Premier de trois articles, écrits en 2008, publiés sur Facebook par rapport à Facebook; J’y explique mes appréhensions par rapport à la célèbre application web. Avec le recul, je constate qu’écrire et publier mes premières réflexions m’aura procuré un meilleur recul sur ce que je considère désormais comme une grande attrape.

Devant chacune des technologies du web 2.0 que j’ai essayées, ma réaction aura été semblable. Un mélange de crainte, de dégoût envers moi et les autres, de nostalgie et la montée d’une sorte d’espoir tel que je préfèrerais les éviter. Yé!…. des contacts!

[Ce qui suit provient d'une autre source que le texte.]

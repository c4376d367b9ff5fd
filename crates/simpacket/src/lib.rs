#![warn(missing_docs)]

//! Simpacket: a small public API facade for the workspace.
//!
//! This crate re-exports the types protocol models need to build and inspect simulated
//! packets:
//!
//! - Packets and their creation context (`Packet`, `PacketContext`)
//! - Chunk traits for headers and trailers (`Chunk`, `Header`, `Trailer`)
//! - Metadata replay (`PacketPrinter`, `Item`, `ItemKind`)
//! - Core configuration (`Config`)
//!
//! Example
//! ```ignore
//! use simpacket::prelude::*;
//!
//! let ctx = PacketContext::new(Config::with_metadata());
//! let mut packet = Packet::new(&ctx, 100);
//! packet.add_header(&udp_header);
//!
//! let mut printer = PacketPrinter::new();
//! printer.register_header::<UdpHeader>();
//! let mut out = String::new();
//! packet.print(&mut out, &printer).unwrap();
//! ```

// Core config and decoding errors
pub use simpacket_core::{Config, DecodingErrorKind, ErrorKind, Result};
// Bytes
pub use simpacket_buffer::{BufferIterator, BufferWriter, ByteBuffer};
// Metadata
pub use simpacket_metadata::{FragmentInformation, Item, ItemKind, MetadataLog, PacketPrinter};
// Packets
pub use simpacket_packet::{Chunk, Header, Packet, PacketContext, PrinterExt, Trailer};

/// Convenience prelude with the most commonly used items.
pub mod prelude {
    pub use crate::{
        BufferIterator, BufferWriter, Chunk, Config, FragmentInformation, Header, ItemKind, Packet,
        PacketContext, PacketPrinter, PrinterExt, Trailer,
    };
}
//! Printing policy for metadata replay.

use std::{collections::HashMap, fmt};

use simpacket_buffer::BufferIterator;

use crate::{item::Item, record::ItemKind};

/// The part of an original chunk still present in a packet, as byte offsets into the chunk.
#[derive(Clone, Copy, Debug, PartialEq, Eq)]
pub struct FragmentInformation {
    /// First byte of the chunk present.
    pub start: u32,
    /// One past the last byte of the chunk present.
    pub end: u32,
}

/// Prints payload: `(out, packet_uid, size, fragment)`. `fragment` is `None` for a complete
/// payload item.
pub type PayloadPrinter = Box<dyn Fn(&mut dyn fmt::Write, u64, u32, Option<FragmentInformation>) -> fmt::Result>;

/// Prints a complete chunk from its bytes: `(out, packet_uid, size, cursor)`.
pub type ChunkPrinter = Box<dyn for<'b> Fn(&mut dyn fmt::Write, u64, u32, &mut BufferIterator<'b>) -> fmt::Result>;

/// Prints a chunk by name only: `(out, packet_uid, size, name, fragment)`.
pub type FragmentPrinter = Box<dyn Fn(&mut dyn fmt::Write, u64, u32, &str, FragmentInformation) -> fmt::Result>;

struct Registration {
    name: String,
    chunk: Option<ChunkPrinter>,
    fragment: Option<FragmentPrinter>,
}

/// Decides how each item of a metadata log is printed.
///
/// Payload goes to the payload printer. A complete header or trailer whose type has a chunk
/// printer is decoded by it, a fragment of a type with a fragment printer goes there, and
/// everything else falls back to the default printer. Without a default printer, items
/// print as `Name (size=N)` or `Name Fragment [start:end]`.
pub struct PacketPrinter {
    forward: bool,
    separator: String,
    payload: Option<PayloadPrinter>,
    default: Option<FragmentPrinter>,
    registrations: HashMap<u32, Registration>,
}

impl PacketPrinter {
    /// Creates a printer that prints front to back, separated by spaces.
    pub fn new() -> Self {
        Self {
            forward: true,
            separator: String::from(" "),
            payload: None,
            default: None,
            registrations: HashMap::new(),
        }
    }

    /// Prints items front to back.
    pub fn print_forward(&mut self) {
        self.forward = true;
    }

    /// Prints items back to front.
    pub fn print_backward(&mut self) {
        self.forward = false;
    }

    /// Returns true when items print front to back.
    pub fn is_forward(&self) -> bool {
        self.forward
    }

    /// Sets the text written between two items.
    pub fn set_separator(&mut self, separator: impl Into<String>) {
        self.separator = separator.into();
    }

    /// Returns the text written between two items.
    pub fn separator(&self) -> &str {
        &self.separator
    }

    /// Sets the printer for payload items.
    pub fn set_payload_printer<F>(&mut self, printer: F)
    where
        F: Fn(&mut dyn fmt::Write, u64, u32, Option<FragmentInformation>) -> fmt::Result + 'static,
    {
        self.payload = Some(Box::new(printer));
    }

    /// Sets the printer for items nothing else handles.
    pub fn set_default_printer<F>(&mut self, printer: F)
    where
        F: Fn(&mut dyn fmt::Write, u64, u32, &str, FragmentInformation) -> fmt::Result + 'static,
    {
        self.default = Some(Box::new(printer));
    }

    /// Registers `name` and a printer for complete chunks of type `type_uid`.
    pub fn set_chunk_printer<F>(&mut self, type_uid: u32, name: impl Into<String>, printer: F)
    where
        F: for<'b> Fn(&mut dyn fmt::Write, u64, u32, &mut BufferIterator<'b>) -> fmt::Result + 'static,
    {
        self.registration(type_uid, name.into()).chunk = Some(Box::new(printer));
    }

    /// Registers `name` and a printer for fragments of chunks of type `type_uid`.
    pub fn set_fragment_printer<F>(&mut self, type_uid: u32, name: impl Into<String>, printer: F)
    where
        F: Fn(&mut dyn fmt::Write, u64, u32, &str, FragmentInformation) -> fmt::Result + 'static,
    {
        self.registration(type_uid, name.into()).fragment = Some(Box::new(printer));
    }

    fn registration(&mut self, type_uid: u32, name: String) -> &mut Registration {
        let registration = self
            .registrations
            .entry(type_uid)
            .or_insert_with(|| Registration { name: String::new(), chunk: None, fragment: None });
        registration.name = name;
        registration
    }

    /// Returns the display name of chunk type `type_uid`.
    pub fn name(&self, type_uid: u32) -> String {
        match self.registrations.get(&type_uid) {
            Some(registration) => registration.name.clone(),
            None => format!("Chunk({})", type_uid),
        }
    }

    /// Prints one item of packet `packet_uid`.
    pub fn print_item(&self, out: &mut dyn fmt::Write, packet_uid: u64, item: Item<'_>) -> fmt::Result {
        let fragment = FragmentInformation {
            start: item.trimmed_from_start,
            end: item.trimmed_from_start + item.current_size,
        };
        if item.kind == ItemKind::Payload {
            if let Some(payload) = &self.payload {
                return payload(out, packet_uid, item.current_size, item.is_fragment.then_some(fragment));
            }
            return self.print_default(out, packet_uid, item.current_size, "Payload", fragment, item.is_fragment);
        }

        let registration = self.registrations.get(&item.type_uid);
        if item.is_fragment {
            if let Some((name, printer)) = registration.and_then(|r| Some((r.name.as_str(), r.fragment.as_ref()?))) {
                return printer(out, packet_uid, item.current_size, name, fragment);
            }
        } else if let (Some(printer), Some(mut current)) = (registration.and_then(|r| r.chunk.as_ref()), item.current) {
            return printer(out, packet_uid, item.current_size, &mut current);
        }
        let name = self.name(item.type_uid);
        self.print_default(out, packet_uid, item.current_size, &name, fragment, item.is_fragment)
    }

    /// Prints `size` bytes of complete payload.
    pub(crate) fn print_payload(&self, out: &mut dyn fmt::Write, packet_uid: u64, size: u32) -> fmt::Result {
        if let Some(payload) = &self.payload {
            return payload(out, packet_uid, size, None);
        }
        self.print_default(out, packet_uid, size, "Payload", FragmentInformation { start: 0, end: size }, false)
    }

    fn print_default(
        &self,
        out: &mut dyn fmt::Write,
        packet_uid: u64,
        size: u32,
        name: &str,
        fragment: FragmentInformation,
        is_fragment: bool,
    ) -> fmt::Result {
        if let Some(default) = &self.default {
            return default(out, packet_uid, size, name, fragment);
        }
        if is_fragment {
            write!(out, "{} Fragment [{}:{}]", name, fragment.start, fragment.end)
        } else {
            write!(out, "{} (size={})", name, size)
        }
    }
}

impl Default for PacketPrinter {
    fn default() -> Self {
        Self::new()
    }
}

impl fmt::Debug for PacketPrinter {
    fn fmt(&self, f: &mut fmt::Formatter<'_>) -> fmt::Result {
        f.debug_struct("PacketPrinter")
            .field("forward", &self.forward)
            .field("separator", &self.separator)
            .field("registered", &self.registrations.len())
            .finish()
    }
}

Mais qu’est-ce que ça vaut? Ce n’est qu’un divertissement, élaboré pour le plaisir de ressasser les multiples rencontres de passés tordus. Des souvenirs qui peut-être devraient demeurer flous.Tout ça excite l’ego jusque dans une nostalgie qui m’est présentement amère. Qui aie-je rencontré? quelles perceptions ont-ils (elles) eues de moi? Que faisons-nous aujourd’hui de nos vies?

Chaque être humain demeure fondamentalement seul malgré tout. J’essaie de m’en rappeler, ou de m’en convaincre…pour ne pas m’enflammer d’une passion toute virtuelle, ni croire en l’impossible ou l’inconcevable, ni souhaiter quoi que ce soit.

Certains de mes amis ont complètement abandonné le web pour ce genre de raison…ce n’est pas près de m’arriver toutefois.